Una forma che vede nel Presidente la carica pubblica rappresentativa dello Stato, elettiva e temporanea. Significa che non si tratta di una carica ereditaria e vitalizia, come succede nel regime monarchico, ma viene rinnovata alla scadenza (sette anni nel nostro Paese) dai diretti rappresentanti dei cittadini in Parlamento, così come disposto dall’articolo 85 della Costituzione.

La rigidità espressa dall’articolo 139 sull’impossibilità di cambiare la forma repubblicana è stata confermata nel tempo dalla Corte costituzionale con la sentenza n. 1146 del 1988. La Consulta, con questa pronuncia, ha ribadito che la legge fondamentale dello Stato contiene alcuni princìpi non modificabili: la libertà, l’uguaglianza, la democrazia, l’indivisibilità della Repubblica e tutti quelli compresi nei primi 12 articoli della Costituzione, oltre al resto delle libertà inviolabili. E, appunto, anche la forma di governo.

Attuare quest’ultima riforma richiederebbe riscrivere buona parte del testo costituzionale. Il che, a sua volta, renderebbe necessaria l’istituzione di una nuova Assemblea costituente, come quella che nel 1948 firmò la Carta che oggi conosciamo. Questo, stando a quanto recita l’articolo 139, non è possibile. Un conto è introdurre delle modifiche o abrogare qualche passaggio diventato obsoleto nel tempo. Ben diverso è ribaltare una forma di governo voluta dalla maggioranza dei cittadini e sulla quale poggia tutto il nostro sistema democratico.
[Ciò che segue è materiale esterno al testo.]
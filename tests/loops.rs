//! Loop reduction: bounded unrolling of concrete loops, widening of
//! data-dependent ones, and break/continue handling.

use schist::completions::Completion;
use schist::diagnostics::EngineError;
use schist::test_support::{diagnostics_of, flatten, reduce, reduce_to_source};
use schist::values::{AbstractSource, Value};

fn binding_value(reduced: &schist::ReducedProgram, name: &str) -> Value {
    reduced
        .effects
        .bindings
        .iter()
        .find(|(b, _)| b.name == name)
        .map(|(_, change)| change.new.clone())
        .unwrap_or_else(|| panic!("no binding named `{}` in effects", name))
}

// ----------------------------------------------------------------------------
// Fully concrete loops unroll away
// ----------------------------------------------------------------------------

#[test]
fn counting_loop_unrolls_completely() {
    let src = "
        let i = 0;
        let sum = 0;
        while (i < 5) {
            sum = sum + i;
            i = i + 1;
        }
    ";
    let reduced = reduce(src).unwrap();
    assert!(reduced.diagnostics.is_empty());
    assert_eq!(binding_value(&reduced, "sum"), Value::number(10.0));
    assert_eq!(binding_value(&reduced, "i"), Value::number(5.0));

    let out = flatten(&reduce_to_source(src).unwrap());
    assert!(!out.contains("while"));
}

#[test]
fn zero_iteration_loop_vanishes() {
    let src = "
        let touched = false;
        while (false) { touched = true; }
    ";
    let reduced = reduce(src).unwrap();
    assert_eq!(binding_value(&reduced, "touched"), Value::bool(false));
    assert!(!flatten(&reduce_to_source(src).unwrap()).contains("while"));
}

#[test]
fn break_ends_the_unrolling() {
    let src = "
        let i = 0;
        while (true) {
            i = i + 1;
            if (i === 3) { break; }
        }
    ";
    let reduced = reduce(src).unwrap();
    assert!(matches!(reduced.completion, Completion::Normal(_)));
    assert_eq!(binding_value(&reduced, "i"), Value::number(3.0));
    assert!(!flatten(&reduce_to_source(src).unwrap()).contains("while"));
}

#[test]
fn continue_skips_the_rest_of_an_iteration() {
    let src = "
        let i = 0;
        let hits = 0;
        while (i < 6) {
            i = i + 1;
            if (i === 1) { continue; }
            hits = hits + 1;
        }
    ";
    let reduced = reduce(src).unwrap();
    assert_eq!(binding_value(&reduced, "hits"), Value::number(5.0));
}

#[test]
fn labeled_break_escapes_the_outer_loop() {
    let src = "
        let i = 0;
        outer: while (i < 10) {
            while (true) {
                break outer;
            }
            i = i + 1;
        }
    ";
    let reduced = reduce(src).unwrap();
    assert!(matches!(reduced.completion, Completion::Normal(_)));
    assert_eq!(binding_value(&reduced, "i"), Value::number(0.0));
}

#[test]
fn unlabeled_break_only_leaves_the_inner_loop() {
    let src = "
        let rounds = 0;
        while (rounds < 3) {
            rounds = rounds + 1;
            while (true) { break; }
        }
    ";
    let reduced = reduce(src).unwrap();
    assert_eq!(binding_value(&reduced, "rounds"), Value::number(3.0));
}

#[test]
fn return_inside_a_loop_ends_the_program() {
    let src = "
        let i = 0;
        while (i < 10) {
            i = i + 1;
            if (i === 2) { return i; }
        }
        let after = 1;
    ";
    let reduced = reduce(src).unwrap();
    assert!(reduced.completion.is_abrupt());
    assert_eq!(binding_value(&reduced, "i"), Value::number(2.0));
    assert!(reduced
        .effects
        .bindings
        .iter()
        .all(|(b, _)| b.name != "after"));
}

// ----------------------------------------------------------------------------
// Data-dependent loops widen and stay residual
// ----------------------------------------------------------------------------

#[test]
fn unknown_bound_widens_the_counter() {
    let src = "
        let n = __abstract(\"n\");
        let i = 0;
        while (i < n) {
            i = i + 1;
        }
    ";
    let reduced = reduce(src).unwrap();
    assert!(reduced.diagnostics.is_empty());

    // The counter leaves the loop widened, not with any specific count.
    let Value::Abstract(a) = binding_value(&reduced, "i") else {
        panic!("i should be abstract after a widened loop");
    };
    assert!(
        matches!(&a.source, AbstractSource::Widened(_) | AbstractSource::Conditional { .. }),
        "unexpected provenance: {:?}",
        a.source
    );

    let out = flatten(&reduce_to_source(src).unwrap());
    assert!(out.contains("while"));
    assert!(out.contains("i = i + 1;"));
}

#[test]
fn bindings_untouched_by_the_loop_are_not_widened() {
    let src = "
        let n = __abstract(\"n\");
        let i = 0;
        let constant = 42;
        while (i < n) {
            i = i + 1;
        }
        let probe = constant;
    ";
    let reduced = reduce(src).unwrap();
    assert_eq!(binding_value(&reduced, "probe"), Value::number(42.0));
}

#[test]
fn budget_overflow_reports_and_falls_back_to_widening() {
    let src = "
        let i = 0;
        while (i < 1000) {
            i = i + 1;
        }
    ";
    let diags = diagnostics_of(src).unwrap();
    assert_eq!(diags.len(), 1);
    assert_eq!(diags[0].code, "PE1007");

    let out = flatten(&reduce_to_source(src).unwrap());
    assert!(out.contains("while"));
}

#[test]
fn provably_endless_loop_is_a_fatal_error() {
    let src = "
        let spins = 0;
        while (true) {
            spins = spins + 1;
        }
    ";
    let err = reduce(src).unwrap_err();
    match err {
        EngineError::Fatal { diagnostic } => assert_eq!(diagnostic.code, "PE1008"),
        other => panic!("expected a fatal diagnostic, got {:?}", other),
    }
}

#[test]
fn widened_loop_with_a_break_still_terminates_analysis() {
    let src = "
        let n = __abstract(\"n\");
        let i = 0;
        while (true) {
            i = i + 1;
            if (i === n) { break; }
        }
    ";
    // The break makes exit possible, so this reduces without a fatal error.
    let reduced = reduce(src).unwrap();
    let out = flatten(&schist::print_program(&reduced.body));
    assert!(out.contains("while"));
    assert!(out.contains("break;"));
}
In estrema sintesi: l’articolo 139 della Costituzione attribuisce allo Stato italiano una forma istituzionale repubblicana perenne, indivisibile e irrevocabile. Così è e così resta. Con qualche aggiustamento che, però, non deve mutare lo spirito repubblicano, opposto a quello monarchico o a qualsiasi altra opzione di governo.